Remove scikit-learn dep

argilla-io · Mar 27, 2024 · a84199b · a84199b
1 parent a00c616
commit a84199b
Showing 1 changed file with 63 additions and 42 deletions.
diff --git a/src/distilabel/steps/deita.py b/src/distilabel/steps/deita.py
@@ -12,17 +12,15 @@
 # See the License for the specific language governing permissions and
 # limitations under the License.
 
-from typing import TYPE_CHECKING, List, Type
+from typing import TYPE_CHECKING, List, Literal
 
 import numpy as np
-from pydantic import Field, PrivateAttr
+from pydantic import Field
 
 from distilabel.mixins.runtime_parameters import RuntimeParameter
 from distilabel.steps.base import GlobalStep, StepInput
 
 if TYPE_CHECKING:
-    from sklearn.neighbors import NearestNeighbors
-
     from distilabel.steps.typing import StepOutput
 
 
@@ -73,18 +71,10 @@ class DeitaFiltering(GlobalStep):
         default=True,
         description="Whether to normalize the embeddings before computing the cosine distance.",
     )
-
-    _NearestNeighbors: Type["NearestNeighbors"] = PrivateAttr(...)
-
-    def load(self) -> None:
-        try:
-            from sklearn.neighbors import NearestNeighbors
-        except ImportError as ie:
-            raise ImportError(
-                "`scikit-learn` is not installed. Please install it using `pip install huggingface-hub`."
-            ) from ie
-
-        self._NearestNeighbors = NearestNeighbors
+    distance_metric: RuntimeParameter[Literal["cosine", "manhattan"]] = Field(
+        default="cosine",
+        description="The distance metric to use. Currently only 'cosine' is supported.",
+    )
 
     @property
     def inputs(self) -> List[str]:
@@ -94,6 +84,28 @@ def inputs(self) -> List[str]:
     def outputs(self) -> List[str]:
         return ["deita_score", "nearest_neighbor_distance"]
 
+    def process(self, inputs: StepInput) -> "StepOutput":  # type: ignore
+        """Filter the dataset based on the DEITA score and the cosine distance between the
+        embeddings.
+
+        Args:
+            inputs: The input data.
+
+        Returns:
+            The filtered dataset.
+        """
+        inputs = self._compute_deita_score(inputs)

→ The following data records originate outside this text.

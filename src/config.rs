use crate::core::error::{Error, Result};
use crate::core::sync::{DEFAULT_TARGET, RepopulatePolicy, SyncSettings};
use crate::elevation::ElevationMethod;
use crate::utils::get_config_dir;
use serde::{Deserialize, Serialize};
use std::path::{Path, PathBuf};
use std::time::Duration;

/// Daemon configuration, stored as `config.json` in the config directory
#[derive(Debug, Clone, PartialEq, Eq, Serialize, Deserialize)]
pub struct SyncConfig {
    /// Managed chain; must already exist in the filter table
    #[serde(default = "default_chain")]
    pub chain: String,
    /// Entry lifetime in seconds; the sweep runs every tenth of it
    #[serde(default = "default_ttl_secs")]
    pub ttl_secs: u64,
    #[serde(default = "default_target")]
    pub default_target: String,
    /// Explicit firewall tool path, otherwise resolved from `PATH`
    #[serde(default)]
    pub iptables_path: Option<PathBuf>,
    /// Run every mutating operation under one per-chain lock
    #[serde(default)]
    pub serialize_mutations: bool,
    #[serde(default)]
    pub repopulate_policy: RepopulatePolicy,
    #[serde(default)]
    pub elevation: ElevationMethod,
    /// Persist entries to the state directory and restore them on start
    #[serde(default)]
    pub snapshot: bool,
    /// Append mutations to `audit.log` in the state directory
    #[serde(default)]
    pub audit: bool,
}

impl Default for SyncConfig {
    fn default() -> Self {
        Self {
            chain: default_chain(),
            ttl_secs: default_ttl_secs(),
            default_target: default_target(),
            iptables_path: None,
            serialize_mutations: false,
            repopulate_policy: RepopulatePolicy::default(),
            elevation: ElevationMethod::default(),
            snapshot: false,
            audit: false,
        }
    }
}

fn default_chain() -> String {
    "CHAINWARD".to_string()
}

fn default_ttl_secs() -> u64 {
    300
}

fn default_target() -> String {
    DEFAULT_TARGET.to_string()
}

impl SyncConfig {
    /// Checks the values that end up on the iptables command line.
    pub fn validate(&self) -> Result<()> {
        crate::validators::validate_chain_name(&self.chain)
            .map_err(|m| Error::validation("chain", m))?;
        crate::validators::validate_target(&self.default_target)
            .map_err(|m| Error::validation("default_target", m))?;
        if self.ttl_secs == 0 {
            return Err(Error::validation("ttl_secs", "TTL must be at least one second"));
        }
        Ok(())
    }

    /// Builds synchronizer settings, resolving snapshot and audit paths in the state directory.
    pub fn to_settings(&self) -> SyncSettings {
        let mut settings = SyncSettings::new(self.chain.clone())
            .with_ttl(Duration::from_secs(self.ttl_secs))
            .with_serialized_mutations(self.serialize_mutations)
            .with_repopulate_policy(self.repopulate_policy);
        settings.default_target.clone_from(&self.default_target);

        if self.snapshot {
            settings.snapshot_path = crate::core::snapshot::default_snapshot_path();
        }
        if self.audit {
            settings.audit_path = crate::audit::AuditLog::default_path();
        }
        settings
    }
}

pub fn default_config_path() -> Option<PathBuf> {
    get_config_dir().map(|dir| dir.join("config.json"))
}

/// Loads the config from `path`, or returns defaults if the file does not exist.
///
/// # Errors
///
/// Returns `Err` if the file exists but cannot be read or parsed.
///
/// # Async
/// Uses `tokio::fs` for non-blocking I/O.
pub async fn load_config_from(path: &Path) -> Result<SyncConfig> {
    match tokio::fs::read_to_string(path).await {
        Ok(json) => Ok(serde_json::from_str(&json)?),
        Err(e) if e.kind() == std::io::ErrorKind::NotFound => Ok(SyncConfig::default()),
        Err(e) => Err(e.into()),
    }
}

/// Loads the config from the default location, falling back to defaults.
pub async fn load_config() -> Result<SyncConfig> {
    match default_config_path() {
        Some(path) => load_config_from(&path).await,
        None => Ok(SyncConfig::default()),
    }
}

/// Saves the config using an atomic write pattern.
/// 1. Writes to a temporary file with restrictive permissions (0o600).
/// 2. Atomically renames to the target path.
pub async fn save_config(config: &SyncConfig, path: &Path) -> std::io::Result<()> {
    let json = serde_json::to_string_pretty(config)?;

    let mut temp_path = path.as_os_str().to_owned();
    temp_path.push(".tmp");
    let temp_path = PathBuf::from(temp_path);

    #[cfg(unix)]
    {
        use tokio::fs::OpenOptions;
        use tokio::io::AsyncWriteExt;

        let mut file = OpenOptions::new()
            .create(true)
            .write(true)
            .truncate(true)
            .mode(0o600) // Set permissions BEFORE any data is written
            .open(&temp_path)
            .await?;

        file.write_all(json.as_bytes()).await?;
        file.sync_all().await?;
    }

    #[cfg(not(unix))]
    {
        use tokio::io::AsyncWriteExt;

        let mut file = tokio::fs::File::create(&temp_path).await?;
        file.write_all(json.as_bytes()).await?;
        file.sync_all().await?;
    }

    tokio::fs::rename(temp_path, path).await
}

#[cfg(test)]
mod tests {
    use super::*;

    #[test]
    fn test_partial_config_uses_defaults() {
        let config: SyncConfig =
            serde_json::from_str(r#"{"chain":"POOL","serialize_mutations":true}"#).unwrap();

        assert_eq!(config.chain, "POOL");
        assert!(config.serialize_mutations);
        assert_eq!(config.ttl_secs, 300);
        assert_eq!(config.default_target, "ACCEPT");
        assert_eq!(config.repopulate_policy, RepopulatePolicy::BestEffort);
        assert_eq!(config.elevation, ElevationMethod::None);
    }

    #[test]
    fn test_enum_fields_parse_from_json() {
        let config: SyncConfig =
            serde_json::from_str(r#"{"repopulate_policy":"strict","elevation":"run0"}"#).unwrap();

        assert_eq!(config.repopulate_policy, RepopulatePolicy::Strict);
        assert_eq!(config.elevation, ElevationMethod::Run0);
    }

    #[test]
    fn test_validate() {
        assert!(SyncConfig::default().validate().is_ok());

        let config = SyncConfig {
            ttl_secs: 0,
            ..SyncConfig::default()
        };
        assert!(config.validate().is_err());

        let config = SyncConfig {
            chain: "bad chain".to_string(),
            ..SyncConfig::default()
        };
        assert!(matches!(
            config.validate(),
            Err(Error::Validation { ref field, .. }) if field == "chain"
        ));
    }

    #[test]
    fn test_to_settings() {
        let config = SyncConfig {
            ttl_secs: 45,
            default_target: "TRUSTED".to_string(),
            ..SyncConfig::default()
        };
        let settings = config.to_settings();

        assert_eq!(settings.chain, "CHAINWARD");
        assert_eq!(settings.ttl, Duration::from_secs(45));
        assert_eq!(settings.default_target, "TRUSTED");
        assert!(settings.snapshot_path.is_none());
        assert!(settings.audit_path.is_none());
    }

    #[tokio::test]
    async fn test_save_then_load() {
        let dir = tempfile::tempdir().unwrap();
        let path = dir.path().join("config.json");
        let config = SyncConfig {
            chain: "EDGE".to_string(),
            audit: true,
            ..SyncConfig::default()
        };

        save_config(&config, &path).await.unwrap();
        assert_eq!(load_config_from(&path).await.unwrap(), config);
    }

    #[tokio::test]
    async fn test_missing_file_yields_defaults() {
        let dir = tempfile::tempdir().unwrap();
        let config = load_config_from(&dir.path().join("absent.json")).await.unwrap();
        assert_eq!(config, SyncConfig::default());
    }

    #[tokio::test]
    async fn test_malformed_file_is_an_error() {
        let dir = tempfile::tempdir().unwrap();
        let path = dir.path().join("config.json");
        tokio::fs::write(&path, "{ nope").await.unwrap();

        assert!(matches!(
            load_config_from(&path).await,
            Err(Error::Serialization(_))
        ));
    }
}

+        inputs = self._compute_nearest_neighbor(inputs)
+        inputs.sort(key=lambda x: x["deita_score"], reverse=True)
+
+        selected_rows = []
+        for input in inputs:
+            if len(selected_rows) >= self.data_budget:  # type: ignore
+                break
+            if input["nearest_neighbor_distance"] >= self.diversity_threshold:
+                selected_rows.append(input)
+        yield selected_rows
+
     def _compute_deita_score(self, inputs: StepInput) -> StepInput:
         """Computes the DEITA score for each instruction-response pair. The DEITA score is
         the product of the instruction score and the response score.
@@ -142,19 +154,23 @@ def _compute_nearest_neighbor(self, inputs: StepInput) -> StepInput:
         Returns:
             The input data with the cosine distance computed.
         """
-        embeddings = [input["embedding"] for input in inputs]
+        embeddings = np.array([input["embedding"] for input in inputs])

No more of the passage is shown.